• [TASK DESCRIPTION]:
Write out all the entries below without any change.

[Saved data entries]
────────────────

// Copyright (c) 2025 Steven Rosenthal smr@dt3.org
// See LICENSE file in root directory for license terms.

use imageproc::rect::Rect;
use log::debug;

use crate::config::AnalysisConfig;
use crate::frame::FloatImage;
use crate::image_funcs::{
    column_means, count_where, indices_where, row_means, Comparison,
};
use crate::kinetics::{fit_exponential_decay, max_rise_rate, FitConfig};
use crate::region_grow::GrowthWindow;
use crate::segment::IntervalStats;

/// Half width of the column band about the peak used for the FDHM and the
/// kinetics profile, in um.
pub const PEAK_COLUMN_SPAN_UM: f32 = 0.4;

/// Measurements of one detected event.
#[derive(Debug, Clone, PartialEq)]
pub struct SparkRecord {
    /// 1-based sequence number within the frame's result set. Zero until the
    /// result set is compacted.
    pub number: u32,

    /// Which time interval the event was found in.
    pub interval: usize,

    /// Peak F/F0 above the baseline of 1.
    pub amplitude: f32,

    /// FWHM, in um.
    pub half_width_um: f32,

    /// FDHM, in ms.
    pub half_duration_ms: f32,

    pub full_width_um: f32,
    pub full_duration_ms: f32,

    /// Spatial center of the event, in um from the left edge of the frame.
    pub x_position_um: f32,

    /// Start of the event, in ms from the first line of the frame.
    pub time_position_ms: f32,

    pub time_to_peak_ms: f32,

    /// Decay time constant. None when kinetics are disabled or the fit failed.
    pub tau_ms: Option<f32>,

    /// Steepest upstroke, in (F/F0)/s.
    pub max_rise_rate: Option<f32>,

    /// Frame pixels spanned by the event.
    pub bounding_box: Rect,

    /// Cleared when a deduplication rule discards this event.
    pub valid: bool,
}

// Span [first, last] of the non-zero entries of a profile.
fn nonzero_span(profile: &[f32]) -> Option<(usize, usize)> {
    let indices = indices_where(profile, Comparison::NotEqual, 0.0);
    Some((*indices.first()?, *indices.last()?))
}

/// Measures the event claimed in `window`. Returns None for an empty region.
///
/// # Arguments
/// * `window` - Growth window holding the event's region.
/// * `normalized` - F/F0 frame.
/// * `stats` - Statistics of the interval the event was found in.
/// * `interval` - Index of that interval.
/// * `config` - Calibration and kinetics settings.
pub fn extract_features(window: &GrowthWindow, normalized: &FloatImage,
                        stats: &IntervalStats, interval: usize,
                        config: &AnalysisConfig) -> Option<SparkRecord> {
    let scan_interval = config.scan_interval_ms();
    let pixel_size = config.pixel_size;
    let (frame_width, frame_height) = normalized.dimensions();
    let region_rect = Rect::at(0, 0).of_size(window.width(), window.height());

    let (min_row, max_row) = nonzero_span(&row_means(&window.region, &region_rect))?;
    let (min_col, max_col) = nonzero_span(&column_means(&window.region, &region_rect))?;
    let (min_row, max_row) = (min_row as u32, max_row as u32);
    let (min_col, max_col) = (min_col as u32, max_col as u32);
    let duration_rows = max_row - min_row + 1;
    let time_position_ms = (window.top + min_row) as f32 * scan_interval;
    let full_duration_ms = duration_rows as f32 * scan_interval;
    let x_position_um =
        (window.left as f32 + (min_col + max_col) as f32 / 2.0) * pixel_size;
    let full_width_um = (max_col - min_col + 1) as f32 * pixel_size;

    // Peak of F/F0 within the region; the first occurrence in row-major order
    // wins ties.
    let mut peak = (0_u32, 0_u32);
    let mut peak_value = f32::MIN;
    for (x, y, p) in window.region.enumerate_pixels() {
        if p.0[0] == 0 {
            continue;
        }
        let v = normalized.get_pixel(window.left + x, window.top + y).0[0];
        if v > peak_value {
            peak_value = v;
            peak = (x, y);
        }
    }
    let (peak_x, peak_y) = (window.left + peak.0, window.top + peak.1);

    // 3x3 neighborhood mean around the peak, clipped to the frame.
    let nx0 = peak_x.saturating_sub(1);
    let ny0 = peak_y.saturating_sub(1);
    let nx1 = (peak_x + 1).min(frame_width - 1);
    let ny1 = (peak_y + 1).min(frame_height - 1);
    let neighborhood = Rect::at(nx0 as i32, ny0 as i32)
        .of_size(nx1 - nx0 + 1, ny1 - ny0 + 1);
    let neighborhood_mean = row_means(normalized, &neighborhood).iter().sum::<f32>()
        / neighborhood.height() as f32;
    let amplitude = neighborhood_mean - stats.mean;
    let half_max = (amplitude + 2.0) / 2.0;

    let event_left = window.left + min_col;
    let event_width = max_col - min_col + 1;
    let event_top = window.top + min_row;

    // FWHM is taken across the event's columns on the rows adjoining the peak.
    let width_rect = Rect::at(event_left as i32, ny0 as i32)
        .of_size(event_width, ny1 - ny0 + 1);
    let width_profile = column_means(normalized, &width_rect);
    let half_width_um =
        count_where(&width_profile, Comparison::GreaterOrEqual, half_max) as f32 * pixel_size;

    // FDHM is taken along the columns within 0.4um of the peak.
    let span = (PEAK_COLUMN_SPAN_UM / pixel_size) as u32;
    let dx0 = peak_x.saturating_sub(span).max(event_left);
    let dx1 = (peak_x + span).min(event_left + event_width - 1);
    let duration_bottom = (event_top + duration_rows).min(frame_height - 1);
    let duration_rect = Rect::at(dx0 as i32, event_top as i32)
        .of_size(dx1 - dx0 + 1, duration_bottom - event_top + 1);
    let duration_profile = row_means(normalized, &duration_rect);
    let half_duration_ms = count_where(&duration_profile, Comparison::GreaterOrEqual, half_max)
        as f32 * scan_interval;

    let peak_offset = peak.1.saturating_sub(min_row).min(max_row - min_row) as usize;
    let time_to_peak_ms = peak_offset as f32 * scan_interval;

    let (tau_ms, rise_rate) = if config.extended_kinetics {
        let upstroke = &duration_profile[..=peak_offset];
        let decline_end = (max_row - min_row) as usize;
        let decline: Vec<f32> = duration_profile[peak_offset..=decline_end]
            .iter().map(|v| v - 1.0).collect();
        let times: Vec<f32> =
            (0..decline.len()).map(|i| i as f32 * scan_interval).collect();
        let tau = fit_exponential_decay(&times, &decline, &FitConfig::default())
            .map(|fit| fit.time_constant() as f32)
            .filter(|tau| tau.is_finite());
        // Kinetics are reported together or not at all.
        let rise = tau.and(max_rise_rate(upstroke, scan_interval));
        (tau, rise)
    } else {
        (None, None)
    };

    let bounding_box = Rect::at(event_left as i32, event_top as i32)
        .of_size(event_width, duration_rows);
    debug!("Event at ({}, {}): peak ({}, {}) amplitude {:.3}",
           event_left, event_top, peak_x, peak_y, amplitude);
    Some(SparkRecord{
        number: 0,
        interval,
        amplitude,
        half_width_um,
        half_duration_ms,
        full_width_um,
        full_duration_ms,
        x_position_um,
        time_position_ms,
        time_to_peak_ms,
        tau_ms,
        max_rise_rate: rise_rate,
        bounding_box,
        valid: true,
    })
}

// mod tests.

────────────────

• [EXERCISE RESULT]:
// Copyright (c) 2025 Steven Rosenthal smr@dt3.org
// See LICENSE file in root directory for license terms.

use imageproc::rect::Rect;
use log::debug;

use crate::config::AnalysisConfig;
use crate::frame::FloatImage;
use crate::image_funcs::{
    column_means, count_where, indices_where, row_means, Comparison,
};
use crate::kinetics::{fit_exponential_decay, max_rise_rate, FitConfig};
use crate::region_grow::GrowthWindow;
use crate::segment::IntervalStats;

/// Half width of the column band about the peak used for the FDHM and the
/// kinetics profile, in um.
pub const PEAK_COLUMN_SPAN_UM: f32 = 0.4;

/// Measurements of one detected event.
#[derive(Debug, Clone, PartialEq)]
pub struct SparkRecord {
    /// 1-based sequence number within the frame's result set. Zero until the
    /// result set is compacted.
    pub number: u32,

    /// Which time interval the event was found in.
    pub interval: usize,

    /// Peak F/F0 above the baseline of 1.
    pub amplitude: f32,

    /// FWHM, in um.
    pub half_width_um: f32,

    /// FDHM, in ms.
    pub half_duration_ms: f32,

    pub full_width_um: f32,
    pub full_duration_ms: f32,

    /// Spatial center of the event, in um from the left edge of the frame.
    pub x_position_um: f32,

    /// Start of the event, in ms from the first line of the frame.
    pub time_position_ms: f32,

    pub time_to_peak_ms: f32,

    /// Decay time constant. None when kinetics are disabled or the fit failed.
    pub tau_ms: Option<f32>,

    /// Steepest upstroke, in (F/F0)/s.
    pub max_rise_rate: Option<f32>,

    /// Frame pixels spanned by the event.
    pub bounding_box: Rect,

    /// Cleared when a deduplication rule discards this event.
    pub valid: bool,
}

// Span [first, last] of the non-zero entries of a profile.
fn nonzero_span(profile: &[f32]) -> Option<(usize, usize)> {
    let indices = indices_where(profile, Comparison::NotEqual, 0.0);
    Some((*indices.first()?, *indices.last()?))
}

/// Measures the event claimed in `window`. Returns None for an empty region.
///
/// # Arguments
/// * `window` - Growth window holding the event's region.
/// * `normalized` - F/F0 frame.
/// * `stats` - Statistics of the interval the event was found in.
/// * `interval` - Index of that interval.
/// * `config` - Calibration and kinetics settings.
pub fn extract_features(window: &GrowthWindow, normalized: &FloatImage,
                        stats: &IntervalStats, interval: usize,
                        config: &AnalysisConfig) -> Option<SparkRecord> {
    let scan_interval = config.scan_interval_ms();
    let pixel_size = config.pixel_size;
    let (frame_width, frame_height) = normalized.dimensions();
    let region_rect = Rect::at(0, 0).of_size(window.width(), window.height());

    let (min_row, max_row) = nonzero_span(&row_means(&window.region, &region_rect))?;
    let (min_col, max_col) = nonzero_span(&column_means(&window.region, &region_rect))?;
    let (min_row, max_row) = (min_row as u32, max_row as u32);
    let (min_col, max_col) = (min_col as u32, max_col as u32);
    let duration_rows = max_row - min_row + 1;
    let time_position_ms = (window.top + min_row) as f32 * scan_interval;
    let full_duration_ms = duration_rows as f32 * scan_interval;
    let x_position_um =
        (window.left as f32 + (min_col + max_col) as f32 / 2.0) * pixel_size;
    let full_width_um = (max_col - min_col + 1) as f32 * pixel_size;

    // Peak of F/F0 within the region; the first occurrence in row-major order
    // wins ties.
    let mut peak = (0_u32, 0_u32);
    let mut peak_value = f32::MIN;
    for (x, y, p) in window.region.enumerate_pixels() {
        if p.0[0] == 0 {
            continue;
        }
        let v = normalized.get_pixel(window.left + x, window.top + y).0[0];
        if v > peak_value {
            peak_value = v;
            peak = (x, y);
        }
    }
    let (peak_x, peak_y) = (window.left + peak.0, window.top + peak.1);

    // 3x3 neighborhood mean around the peak, clipped to the frame.
    let nx0 = peak_x.saturating_sub(1);
    let ny0 = peak_y.saturating_sub(1);
    let nx1 = (peak_x + 1).min(frame_width - 1);
    let ny1 = (peak_y + 1).min(frame_height - 1);
    let neighborhood = Rect::at(nx0 as i32, ny0 as i32)
        .of_size(nx1 - nx0 + 1, ny1 - ny0 + 1);
    let neighborhood_mean = row_means(normalized, &neighborhood).iter().sum::<f32>()
        / neighborhood.height() as f32;
    let amplitude = neighborhood_mean - stats.mean;
    let half_max = (amplitude + 2.0) / 2.0;

    let event_left = window.left + min_col;
    let event_width = max_col - min_col + 1;
    let event_top = window.top + min_row;

    // FWHM is taken across the event's columns on the rows adjoining the peak.
    let width_rect = Rect::at(event_left as i32, ny0 as i32)
        .of_size(event_width, ny1 - ny0 + 1);
    let width_profile = column_means(normalized, &width_rect);
    let half_width_um =
        count_where(&width_profile, Comparison::GreaterOrEqual, half_max) as f32 * pixel_size;

    // FDHM is taken along the columns within 0.4um of the peak.
    let span = (PEAK_COLUMN_SPAN_UM / pixel_size) as u32;
    let dx0 = peak_x.saturating_sub(span).max(event_left);
    let dx1 = (peak_x + span).min(event_left + event_width - 1);
    let duration_bottom = (event_top + duration_rows).min(frame_height - 1);
    let duration_rect = Rect::at(dx0 as i32, event_top as i32)
        .of_size(dx1 - dx0 + 1, duration_bottom - event_top + 1);
    let duration_profile = row_means(normalized, &duration_rect);
    let half_duration_ms = count_where(&duration_profile, Comparison::GreaterOrEqual, half_max)
        as f32 * scan_interval;

    let peak_offset = peak.1.saturating_sub(min_row).min(max_row - min_row) as usize;
    let time_to_peak_ms = peak_offset as f32 * scan_interval;

    let (tau_ms, rise_rate) = if config.extended_kinetics {
        let upstroke = &duration_profile[..=peak_offset];
        let decline_end = (max_row - min_row) as usize;
        let decline: Vec<f32> = duration_profile[peak_offset..=decline_end]
            .iter().map(|v| v - 1.0).collect();
        let times: Vec<f32> =
            (0..decline.len()).map(|i| i as f32 * scan_interval).collect();
        let tau = fit_exponential_decay(&times, &decline, &FitConfig::default())
            .map(|fit| fit.time_constant() as f32)
            .filter(|tau| tau.is_finite());
        // Kinetics are reported together or not at all.
        let rise = tau.and(max_rise_rate(upstroke, scan_interval));
        (tau, rise)
    } else {
        (None, None)
    };

    let bounding_box = Rect::at(event_left as i32, event_top as i32)
        .of_size(event_width, duration_rows);
    debug!("Event at ({}, {}): peak ({}, {}) amplitude {:.3}",
           event_left, event_top, peak_x, peak_y, amplitude);
    Some(SparkRecord{
        number: 0,
        interval,
        amplitude,
        half_width_um,
        half_duration_ms,
        full_width_um,
        full_duration_ms,
        x_position_um,
        time_position_ms,
        time_to_peak_ms,
        tau_ms,
        max_rise_rate: rise_rate,
        bounding_box,
        valid: true,
    })
}

// mod tests.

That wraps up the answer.